Заруцкий дергается, досадливо морщится, укоризненно и почти зло косится на Марину, сжавшуюся в комочек, маленькую, хрупкую, такую, казалось бы, бесполезную для казацкого дела… Но Заруцкий не обманывается. Теперь только ее именем, да еще именем ее ублюдка, живо казацкое дело, давно ставшее смыслом его жизни, дело славное и великое, и победи оно на Руси — быть казацкому государству, государству воинов, где лишь два сословия — тягловые, то бишь все неслуживые, и служивые — казаки, слава и гордость государства, каждую весну выстреливающего со всех границ стрелами молниеподобных казацких полков… Первые стрелы — на Краков, Константинополь, затем шведы и Кавказ, а там и шаха Аббаса за глотку, и по Европе вихрем… Не завоевывать, нет! Наоборот! Лишние земли отдать жадным до земель. Пусть пашут и сеют. Громом небесным для всех, от стран полночных до стран полуденных, будет топот казацкой конницы, неисчислимой, неуловимой — и потому плати! Плати золотом, хлебом, вином!… Не сдирать шкуру, но стричь… Лихое казацкое войско государства Московского — в помощь любому, кто возжелает поссориться с более скупым соседом. Походы! Походы! Походы! И не казак шапкой оземь перед государством, а государство в кулаке казацком, и потому казацкому войску быть, как Сечи, от государства в отдельности. Где-нибудь под Калугой крепостицу отменную поставить, где отборное казацкое войско отдыхать будет от похода до похода, не дальше Калуги, чтоб за Москвой легче присматривать было. И пусть там на троне хоть Марина, хоть ублюдок ее, сила-то государственная в руках у него, у Заруцкого, головного атамана казачества всерусского. Сечь подомнем, Дон повяжем. Всю нынешнюю смуту московскую через кордоны выплеснем в земли соседние, наперво в Речь Посполитую в наказание за предательства шляхетские… А в Московии — казацкое царство без бояр-захребетников и прочих никчемных людишек, без меры расплодившихся в русской земле…

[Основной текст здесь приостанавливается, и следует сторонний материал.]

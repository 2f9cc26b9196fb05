use axum::body::Body;
use axum::http::Request;
use tower::ServiceExt;

use super::*;

#[tokio::test]
async fn healthz_returns_ok() {
    let response = health_routes::<()>()
        .oneshot(Request::get("/healthz").body(Body::empty()).unwrap())
        .await
        .unwrap();
    assert_eq!(response.status(), StatusCode::OK);
}

#[tokio::test]
async fn unknown_probe_path_is_not_found() {
    let response = health_routes::<()>()
        .oneshot(Request::get("/readyz").body(Body::empty()).unwrap())
        .await
        .unwrap();
    assert_eq!(response.status(), StatusCode::NOT_FOUND);
}
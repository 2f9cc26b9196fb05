use super::*;
use crate::{ChartData, SINGLE_SERIES_KEY, Series, SeriesPoint, merge_series};

fn rows_of(labels: &[&str]) -> Vec<ChartRow> {
    let points = labels
        .iter()
        .enumerate()
        .map(|(i, t)| SeriesPoint::new(*t, (i * 10) as f64))
        .collect();
    merge_series(&[Series::new("s", "S", "#000000", points)])
}

fn approx(a: f64, b: f64) -> bool {
    (a - b).abs() < 1e-9
}

// =============================================================
// Scales
// =============================================================

#[test]
fn y_scale_is_fixed_to_percentage_domain() {
    let layout = ChartLayout::new(600.0, 200.0);
    assert!(approx(layout.y_at(0.0), layout.plot_bottom()));
    assert!(approx(layout.y_at(100.0), layout.plot_top()));
    assert!(approx(layout.y_at(50.0), (layout.plot_top() + layout.plot_bottom()) / 2.0));
}

#[test]
fn y_scale_clamps_out_of_domain_and_non_finite_values() {
    let layout = ChartLayout::new(600.0, 200.0);
    assert!(approx(layout.y_at(140.0), layout.plot_top()));
    assert!(approx(layout.y_at(-5.0), layout.plot_bottom()));
    assert!(approx(layout.y_at(f64::NAN), layout.plot_bottom()));
}

#[test]
fn y_ticks_cover_zero_to_hundred() {
    let layout = ChartLayout::new(600.0, 200.0);
    let labels = layout.y_ticks().into_iter().map(|t| t.label).collect::<Vec<_>>();
    assert_eq!(labels, vec!["0", "25", "50", "75", "100"]);
}

#[test]
fn x_scale_puts_first_and_last_rows_on_plot_edges() {
    let layout = ChartLayout::new(600.0, 200.0);
    assert!(approx(layout.x_at(0, 5), layout.plot_left()));
    assert!(approx(layout.x_at(4, 5), layout.plot_right()));
    assert!(approx(layout.x_at(0, 1), layout.plot_left() + layout.plot_width() / 2.0));
}

#[test]
fn hover_bands_tile_the_plot_without_overlap() {
    let layout = ChartLayout::new(600.0, 200.0);
    let (a0, a1) = layout.hover_band(0, 3);
    let (b0, b1) = layout.hover_band(1, 3);
    let (c0, c1) = layout.hover_band(2, 3);
    assert!(approx(a0, layout.plot_left()));
    assert!(approx(a1, b0));
    assert!(approx(b1, c0));
    assert!(approx(c1, layout.plot_right()));
}

// =============================================================
// X tick thinning
// =============================================================

#[test]
fn x_ticks_keep_every_label_when_there_is_room() {
    let layout = ChartLayout::new(600.0, 200.0);
    let ticks = layout.x_ticks(&rows_of(&["10:00", "10:05", "10:10"]));
    assert_eq!(ticks.len(), 3);
}

#[test]
fn x_ticks_are_thinned_for_dense_rows() {
    let labels = (0..25).map(|i| format!("{:02}:{:02}", 8 + i / 12, (i % 12) * 5)).collect::<Vec<_>>();
    let refs = labels.iter().map(String::as_str).collect::<Vec<_>>();
    let layout = ChartLayout::new(600.0, 200.0);

    let ticks = layout.x_ticks(&rows_of(&refs));

    assert_eq!(ticks.len(), 7);
    assert_eq!(ticks[0].label, "08:00");
    for pair in ticks.windows(2) {
        let spacing = pair[1].position - pair[0].position;
        assert!(spacing >= 5.0 * TICK_CHAR_WIDTH + MIN_TICK_GAP);
    }
}

#[test]
fn x_ticks_of_empty_frame_are_empty() {
    let layout = ChartLayout::new(600.0, 200.0);
    assert!(layout.x_ticks(&[]).is_empty());
}

// =============================================================
// Series segments and paths
// =============================================================

#[test]
fn single_series_line_runs_from_first_to_second_sample() {
    let data = ChartData::Single {
        points: vec![SeriesPoint::new("10:00", 42.0), SeriesPoint::new("10:05", 58.0)],
        label: "CPU".to_owned(),
        color: "#1B58F4".to_owned(),
    };
    let layout = ChartLayout::new(600.0, 200.0);

    let segments = layout.series_segments(&data.rows(), SINGLE_SERIES_KEY);

    assert_eq!(segments.len(), 1);
    let points = &segments[0].points;
    assert_eq!(points.len(), 2);
    assert!(approx(points[0].y, layout.y_at(42.0)));
    assert!(approx(points[1].y, layout.y_at(58.0)));
    assert!(points[1].y < points[0].y);
    assert!(segments[0].line.starts_with('M'));
    assert!(segments[0].line.contains('L'));
    assert!(segments[0].area.ends_with('Z'));
}

#[test]
fn segments_break_at_missing_samples() {
    let a = Series::new(
        "a",
        "A",
        "#111111",
        vec![SeriesPoint::new("t1", 10.0), SeriesPoint::new("t2", 20.0), SeriesPoint::new("t4", 40.0)],
    );
    let b = Series::new("b", "B", "#222222", vec![SeriesPoint::new("t3", 30.0)]);
    let rows = merge_series(&[a, b]);
    let layout = ChartLayout::new(600.0, 200.0);

    let segments = layout.series_segments(&rows, "a");

    assert_eq!(segments.len(), 2);
    assert_eq!(segments[0].points.len(), 2);
    assert_eq!(segments[1].points[0].index, 3);
}

#[test]
fn series_without_rows_has_no_segments() {
    let layout = ChartLayout::new(600.0, 200.0);
    assert!(layout.series_segments(&[], "a").is_empty());
}

#[test]
fn monotone_path_uses_cubic_segments_for_three_or_more_points() {
    let points = [
        PlotPoint { index: 0, x: 0.0, y: 100.0 },
        PlotPoint { index: 1, x: 50.0, y: 40.0 },
        PlotPoint { index: 2, x: 100.0, y: 60.0 },
    ];
    let d = monotone_path(&points);
    assert_eq!(d.matches('C').count(), 2);
    assert!(d.starts_with("M0.00,100.00"));
    assert!(d.ends_with("100.00,60.00"));
}

#[test]
fn monotone_tangent_is_flat_at_local_extremum() {
    let points = [
        PlotPoint { index: 0, x: 0.0, y: 100.0 },
        PlotPoint { index: 1, x: 50.0, y: 40.0 },
        PlotPoint { index: 2, x: 100.0, y: 60.0 },
    ];
    let tangents = monotone_tangents(&points);
    assert!(approx(tangents[1], 0.0));
}

#[test]
fn monotone_path_of_single_point_is_a_move() {
    let d = monotone_path(&[PlotPoint { index: 0, x: 3.0, y: 4.0 }]);
    assert_eq!(d, "M3.00,4.00");
    assert_eq!(monotone_path(&[]), "");
}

Рука Заруцкого тяжелеет на плече Марины. Чуть повела плечом. Снял.
— Ишь, какая ты скорая! Повесь дюжину! Навешались уже. Астрахань потеряем — куда подаваться? Одно останется — идти за Камень или на Яик, и там конец нашему делу…
Неожиданно Марина говорит спокойным голосом, и эти ее перемены всегда действуют одинаково: завораживают Заруцкого.
— Астрахань потеряем, если царицу во мне перестанут видеть. Нельзя повесить, тогда выпусти всех из подвала пыточного. Быдло покоряется силе и милости царской, но только царской и такой, чтоб непонятно, отчего она происходит, как благодать и гнев Божий. Понял?
Заруцкий довольно ухмыляется. Снова его рука на плече Марины — лишь чуть касается, и под этим касанием Марина распрямляется и станом, и взором. Она царица! За ней правда и милость Божия! Шепчет любимую фразу Барбары Казановской, фразу, в сущности, совершенно пустую, но Барбара умеет произносить ее с каким-то особым значением, и оттого в устах ее три слова звучат как начало молитвы, продиктованной самой Матерью Божией: «Вшистко бендзе добже… Вшистко бендзе добже…»
2
Корчма полупуста. Навстречу вошедшему Олуфьеву, кланяясь и, как всегда, таинственно улыбаясь, спешит хозяин, юркий татарин, в крещении Михаил, но которого все зовут Муса, что почему-то каждый раз тревожит корчмаря, и он демонстративно крестится на почерневший от кабацкой копоти лик Николая Угодника в дальнем и самом темном углу, где лампада хотя и висит, но никогда не зажигается. В торце длинного, массивного дубового стола, шестью толстыми стойками не вколоченного в пол, а скорее врытого в самый фундамент, на таких же массивных лавках, корнями тоже уходящих куда-то в пол, — сидят несколько давно охмелевших черкас. Свесив длинные остроконечные усы к столу, согнувшись над столом голова к голове, казаки негромко поют какую-то из тех своих песен, от которых даже у равнодушной до песен Марины подлетают к переносице ее змеиные брови.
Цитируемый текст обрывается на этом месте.